Regarding the secondary body annulations, P. usarpium is unique in the genus due to its complex annulation pattern, being quadriannulate on anterior chaetigers and pentannulate on posterior chaetigers. Pseudoscalibregma parapari sp. nov. chaetiger 1 is biannulated, chaetigers 2–3, triannulated, and quadriannulated from chaetiger 4 onwards. This pattern also differs P. parvum , which have two rows of pads on notopodia plus a single row of pads separating superior and inferior transverse limits of chaetigers ( Bakken et al. 2014). Pseudoscalibregma palmeri and P. parapari sp. nov. present a similar annulation pattern, differing on posterior chaetigers, which are quadriannulated in P. parapari sp. nov. and triannulated in P. palmeri . Importantly, as mentioned above, P. parapari present a rounded prostomium, lyrate chaetae from chaetiger 2, and notopodial and neuropodial lobes differing in shape; whereas P. palmeri present a squared prostomium, lyrate chaetae from chaetiger 3 and parapodial lobes of same conical shape.

Despite of the absence of reproductive characters, all type specimens of P. parapari sp. nov. have at least 30 chaetigers, exceeding the 22–24 chaetiger stage (sensu Blake 2015).This information is relevant, because this species is relatively smaller than its congeners, but when a scalibregmatid with dorsal and ventral cirri on parapodia reach this number of chaetigers, it is probably out of the cryptic “ Pseudoscalibregma -like” ontogenetic state observed by Blake (2015). Hence, important features such as the emergence order of lyrate chaetae, spinous chaetae and presence of branchial lobes on first chaetigers can be determined without confusing juveniles as adults.

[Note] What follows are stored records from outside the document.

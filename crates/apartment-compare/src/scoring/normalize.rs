use serde::{Deserialize, Serialize};

const NEUTRAL_SCORE: f64 = 50.0;

/// Maps a subject value onto 0-100 relative to the cohort average.
///
/// Exactly-average scores 50; each 50% deviation moves the score by 50 points
/// in the direction the metric favours. A zero average yields the neutral 50.
///
/// The score is ratio based, so a negative cohort average (possible for
/// `cashflow_per_sqm`) flips the direction: a subject at -50 against an
/// average of -100 scores below one at -150 on a higher-is-better metric.
pub fn normalized_score(subject_value: f64, cohort_average: f64, lower_is_better: bool) -> f64 {
    if cohort_average == 0.0 {
        return NEUTRAL_SCORE;
    }

    let ratio = subject_value / cohort_average;
    let score = if lower_is_better {
        100.0 - (ratio - 0.5) * 100.0
    } else {
        (ratio - 1.0) * 100.0 + 50.0
    };

    score.clamp(0.0, 100.0)
}

/// Qualitative reading of a normalized metric score.
#[derive(Debug, Clone, Copy, PartialEq, Eq, Serialize, Deserialize)]
#[serde(rename_all = "snake_case")]
pub enum Assessment {
    Excellent,
    VeryGood,
    Good,
    Acceptable,
    Average,
    BelowAverage,
    Poor,
}

impl Assessment {
    pub fn from_score(score: f64) -> Self {
        match score {
            s if s >= 85.0 => Assessment::Excellent,
            s if s >= 75.0 => Assessment::VeryGood,
            s if s >= 65.0 => Assessment::Good,
            s if s >= 55.0 => Assessment::Acceptable,
            s if s >= 45.0 => Assessment::Average,
            s if s >= 35.0 => Assessment::BelowAverage,
            _ => Assessment::Poor,
        }
    }

    pub fn label(&self) -> &'static str {
        match self {
            Assessment::Excellent => "Excellent",
            Assessment::VeryGood => "Very good",
            Assessment::Good => "Good",
            Assessment::Acceptable => "Acceptable",
            Assessment::Average => "Average",
            Assessment::BelowAverage => "Below average",
            Assessment::Poor => "Poor",
        }
    }
}
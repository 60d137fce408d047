use std::path::{Path, PathBuf};

use serde::{Deserialize, Serialize};
use tracing::warn;

use crate::evaluations::MetricKey;

/// Declarative scoring setup: weighted metrics plus the recommendation ladder.
#[derive(Debug, Clone, PartialEq, Serialize, Deserialize)]
pub struct ScoringConfig {
    pub metrics: Vec<ScoringMetricConfig>,
    pub recommendation: RecommendationLadder,
}

/// One weighted metric. Weights are relative and need not sum to 100.
#[derive(Debug, Clone, PartialEq, Serialize, Deserialize)]
pub struct ScoringMetricConfig {
    pub key: MetricKey,
    pub name: String,
    pub weight: f64,
    #[serde(default)]
    pub lower_is_better: bool,
    pub category: MetricCategory,
}

#[derive(Debug, Clone, Copy, PartialEq, Eq, Hash, Serialize, Deserialize)]
#[serde(rename_all = "snake_case")]
pub enum MetricCategory {
    Financial,
    Physical,
}

/// Tiers are walked in the order given; the first one whose threshold the
/// composite score reaches wins.
#[derive(Debug, Clone, PartialEq, Serialize, Deserialize)]
pub struct RecommendationLadder {
    pub tiers: Vec<RecommendationTier>,
    pub fallback: String,
    pub insufficient_data: String,
    pub not_comparable: String,
}

#[derive(Debug, Clone, PartialEq, Serialize, Deserialize)]
pub struct RecommendationTier {
    pub min_score: f64,
    pub label: String,
}

impl RecommendationTier {
    fn new(min_score: f64, label: &str) -> Self {
        Self {
            min_score,
            label: label.to_string(),
        }
    }
}

impl ScoringMetricConfig {
    fn new(
        key: MetricKey,
        weight: f64,
        lower_is_better: bool,
        category: MetricCategory,
    ) -> Self {
        Self {
            key,
            name: key.label().to_string(),
            weight,
            lower_is_better,
            category,
        }
    }
}

impl Default for ScoringConfig {
    fn default() -> Self {
        Self::standard()
    }
}

impl ScoringConfig {
    /// Built-in weights; `config/scoring.json` ships the same document.
    pub fn standard() -> Self {
        Self {
            metrics: vec![
                ScoringMetricConfig::new(
                    MetricKey::PricePerSqm,
                    30.0,
                    true,
                    MetricCategory::Financial,
                ),
                ScoringMetricConfig::new(
                    MetricKey::FeePerSqm,
                    20.0,
                    true,
                    MetricCategory::Financial,
                ),
                ScoringMetricConfig::new(
                    MetricKey::DebtPerSqm,
                    15.0,
                    true,
                    MetricCategory::Financial,
                ),
                ScoringMetricConfig::new(
                    MetricKey::CashflowPerSqm,
                    5.0,
                    false,
                    MetricCategory::Financial,
                ),
                ScoringMetricConfig::new(
                    MetricKey::PhysicalAverage,
                    30.0,
                    false,
                    MetricCategory::Physical,
                ),
            ],
            recommendation: RecommendationLadder {
                tiers: vec![
                    RecommendationTier::new(75.0, "Strong candidate"),
                    RecommendationTier::new(60.0, "Good candidate"),
                    RecommendationTier::new(45.0, "Worth considering"),
                    RecommendationTier::new(30.0, "Proceed with caution"),
                ],
                fallback: "Not recommended".to_string(),
                insufficient_data: "Insufficient data".to_string(),
                not_comparable: "Comparison not possible".to_string(),
            },
        }
    }

    pub fn from_json(raw: &str) -> Result<Self, ScoringConfigError> {
        let config: ScoringConfig = serde_json::from_str(raw)?;
        config.validate()?;

        if !config.recommendation.is_descending() {
            warn!("recommendation tiers are not in descending order; they are evaluated as listed");
        }

        Ok(config)
    }

    pub fn from_path<P: AsRef<Path>>(path: P) -> Result<Self, ScoringConfigError> {
        let path = path.as_ref();
        let raw = std::fs::read_to_string(path).map_err(|source| ScoringConfigError::Io {
            path: path.to_path_buf(),
            source,
        })?;
        Self::from_json(&raw)
    }

    pub fn total_weight(&self) -> f64 {
        self.metrics.iter().map(|metric| metric.weight).sum()
    }

    pub fn validate(&self) -> Result<(), ScoringConfigError> {
        if self.metrics.is_empty() {
            return Err(ScoringConfigError::NoMetrics);
        }

        for metric in &self.metrics {
            if !metric.weight.is_finite() || metric.weight < 0.0 {
                return Err(ScoringConfigError::InvalidWeight {
                    metric: metric.name.clone(),
                    weight: metric.weight,
                });
            }
        }

        if self.total_weight() <= 0.0 {
            return Err(ScoringConfigError::NoWeight);
        }

        for tier in &self.recommendation.tiers {
            if !tier.min_score.is_finite() {
                return Err(ScoringConfigError::InvalidThreshold {
                    label: tier.label.clone(),
                });
            }
        }

        Ok(())
    }
}

impl RecommendationLadder {
    fn is_descending(&self) -> bool {
        self.tiers
            .windows(2)
            .all(|pair| pair[0].min_score >= pair[1].min_score)
    }
}

#[derive(Debug, thiserror::Error)]
pub enum ScoringConfigError {
    #[error("failed to read scoring config {}: {source}", path.display())]
    Io {
        path: PathBuf,
        source: std::io::Error,
    },
    #[error("invalid scoring config document: {0}")]
    Parse(#[from] serde_json::Error),
    #[error("scoring config must list at least one metric")]
    NoMetrics,
    #[error("metric '{metric}' has invalid weight {weight}; weights must be finite and non-negative")]
    InvalidWeight { metric: String, weight: f64 },
    #[error("scoring config weights sum to zero")]
    NoWeight,
    #[error("recommendation tier '{label}' has a non-finite threshold")]
    InvalidThreshold { label: String },
}

#[cfg(test)]
mod tests {
    use super::*;

    #[test]
    fn shipped_document_matches_standard_config() {
        let path = Path::new(env!("CARGO_MANIFEST_DIR")).join("config/scoring.json");
        let loaded = ScoringConfig::from_path(path).expect("shipped config loads");
        assert_eq!(loaded, ScoringConfig::standard());
        assert_eq!(loaded.total_weight(), 100.0);
    }

    #[test]
    fn rejects_negative_weights() {
        let raw = r#"{
            "metrics": [
                {"key": "price_per_sqm", "name": "Price", "weight": -1, "lower_is_better": true, "category": "financial"}
            ],
            "recommendation": {"tiers": [], "fallback": "No", "insufficient_data": "?", "not_comparable": "-"}
        }"#;

        match ScoringConfig::from_json(raw) {
            Err(ScoringConfigError::InvalidWeight { metric, weight }) => {
                assert_eq!(metric, "Price");
                assert_eq!(weight, -1.0);
            }
            other => panic!("expected invalid weight, got {other:?}"),
        }
    }

    #[test]
    fn rejects_empty_metric_list_and_unknown_keys() {
        let empty = r#"{
            "metrics": [],
            "recommendation": {"tiers": [], "fallback": "No", "insufficient_data": "?", "not_comparable": "-"}
        }"#;
        assert!(matches!(
            ScoringConfig::from_json(empty),
            Err(ScoringConfigError::NoMetrics)
        ));

        let unknown = r#"{
            "metrics": [
                {"key": "view_quality", "name": "View", "weight": 1, "category": "physical"}
            ],
            "recommendation": {"tiers": [], "fallback": "No", "insufficient_data": "?", "not_comparable": "-"}
        }"#;
        assert!(matches!(
            ScoringConfig::from_json(unknown),
            Err(ScoringConfigError::Parse(_))
        ));
    }

    #[test]
    fn missing_file_reports_path() {
        let err = ScoringConfig::from_path("/nonexistent/scoring.json").expect_err("missing file");
        assert!(err.to_string().contains("/nonexistent/scoring.json"));
    }
}
use crate::infra::AppState;
use apartment_compare::comparison::{compute_stats, Stats};
use apartment_compare::error::AppError;
use apartment_compare::evaluations::{
    evaluation_router, EvaluationDraft, EvaluationId, EvaluationRecord, EvaluationRepository,
    EvaluationService, EvaluationServiceError, OwnerId,
};
use apartment_compare::scoring::{calculate_score, ScoringConfig, ScoringResult};
use axum::http::{header, StatusCode};
use axum::response::IntoResponse;
use axum::Extension;
use axum::Json;
use chrono::Utc;
use serde::{Deserialize, Serialize};
use serde_json::json;
use std::sync::Arc;
use tracing::debug;

/// Ad-hoc scoring request: nothing is stored and no cohort selection runs.
#[derive(Debug, Deserialize)]
pub(crate) struct ScoringRequest {
    pub(crate) subject: EvaluationDraft,
    #[serde(default)]
    pub(crate) cohort: Vec<EvaluationDraft>,
    /// Overrides the server's scoring config for this request only.
    #[serde(default)]
    pub(crate) config: Option<ScoringConfig>,
}

#[derive(Debug, Deserialize)]
pub(crate) struct StatsRequest {
    pub(crate) cohort_values: Vec<f64>,
    pub(crate) subject_value: f64,
    #[serde(default = "default_higher_is_better")]
    pub(crate) higher_is_better: bool,
}

fn default_higher_is_better() -> bool {
    true
}

#[derive(Debug, PartialEq, Serialize)]
#[serde(tag = "status", rename_all = "snake_case")]
pub(crate) enum StatsResponse {
    Ranked {
        #[serde(flatten)]
        stats: Stats,
        effective_percentile: f64,
    },
    NoData,
}

pub(crate) fn with_evaluation_routes<R>(service: Arc<EvaluationService<R>>) -> axum::Router
where
    R: EvaluationRepository + 'static,
{
    let scoring_config = Arc::new(service.scoring_config().clone());

    evaluation_router(service)
        .route("/health", axum::routing::get(healthcheck))
        .route("/ready", axum::routing::get(readiness_endpoint))
        .route("/metrics", axum::routing::get(metrics_endpoint))
        .route("/api/v1/scoring", axum::routing::post(scoring_endpoint))
        .route("/api/v1/stats", axum::routing::post(stats_endpoint))
        .layer(Extension(scoring_config))
}

pub(crate) async fn healthcheck() -> Json<serde_json::Value> {
    Json(json!({ "status": "ok" }))
}

pub(crate) async fn readiness_endpoint(Extension(state): Extension<AppState>) -> impl IntoResponse {
    let ready = state.readiness.load(std::sync::atomic::Ordering::Relaxed);
    let status = if ready {
        StatusCode::OK
    } else {
        StatusCode::SERVICE_UNAVAILABLE
    };

    let payload = if ready {
        json!({ "status": "ready" })
    } else {
        json!({ "status": "initializing" })
    };

    (status, Json(payload))
}

pub(crate) async fn metrics_endpoint(Extension(state): Extension<AppState>) -> impl IntoResponse {
    (
        StatusCode::OK,
        [(header::CONTENT_TYPE, "text/plain; version=0.0.4")],
        state.metrics.render(),
    )
}

pub(crate) async fn scoring_endpoint(
    Extension(default_config): Extension<Arc<ScoringConfig>>,
    Json(payload): Json<ScoringRequest>,
) -> Result<Json<ScoringResult>, AppError> {
    let ScoringRequest {
        subject,
        cohort,
        config,
    } = payload;

    let config = match config {
        Some(config) => {
            config.validate()?;
            config
        }
        None => default_config.as_ref().clone(),
    };

    let owner = OwnerId("ad-hoc".to_string());
    let now = Utc::now();
    let subject = adhoc_record(subject, "subject".to_string(), &owner, now)?;
    let cohort = cohort
        .into_iter()
        .enumerate()
        .map(|(index, draft)| adhoc_record(draft, format!("cohort-{}", index + 1), &owner, now))
        .collect::<Result<Vec<_>, _>>()?;

    let result = calculate_score(&subject, &cohort, &config);
    debug!(
        cohort_size = cohort.len(),
        total_score = ?result.total_score,
        "ad-hoc score computed"
    );

    Ok(Json(result))
}

pub(crate) async fn stats_endpoint(Json(payload): Json<StatsRequest>) -> Json<StatsResponse> {
    let StatsRequest {
        cohort_values,
        subject_value,
        higher_is_better,
    } = payload;

    let response = match compute_stats(&cohort_values, subject_value, higher_is_better) {
        Some(stats) => StatsResponse::Ranked {
            effective_percentile: stats.effective_percentile(higher_is_better),
            stats,
        },
        None => StatsResponse::NoData,
    };

    Json(response)
}

fn adhoc_record(
    draft: EvaluationDraft,
    id: String,
    owner: &OwnerId,
    now: chrono::DateTime<Utc>,
) -> Result<EvaluationRecord, AppError> {
    draft
        .validate()
        .map_err(|err| AppError::from(EvaluationServiceError::from(err)))?;
    Ok(draft.into_record(EvaluationId(id), owner.clone(), now))
}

Etymology. The specific epithet “ parapari ” was chosen to honor the polychaete researcher Dr. Julio Parapar at Universidad Da Coruña (UDC, Spain), for his contributions to the polychaetes taxonomy, ecology, and morphology, and specially for his recent review on the family Scalibregmatidae , providing an updated list of valid species and directing important topics for future research.

Ecology. Finally, except for P. parvum from shallow records, P. usarpium , P. palmeri share similar bathymetric records, not exceeding the range of 500 to 2,000 meters deep. The new species P. parapari sp. nov. was sampled from a bathymetric range varying from 970–1,300 m deep, on predominantly muddy sediments. Hence, this species also lies within the bathymetric interval of the congeners P. usarpium and P. palmeri , that are not abyssal species, but also do not occur in intertidal to shallow subtidal zones.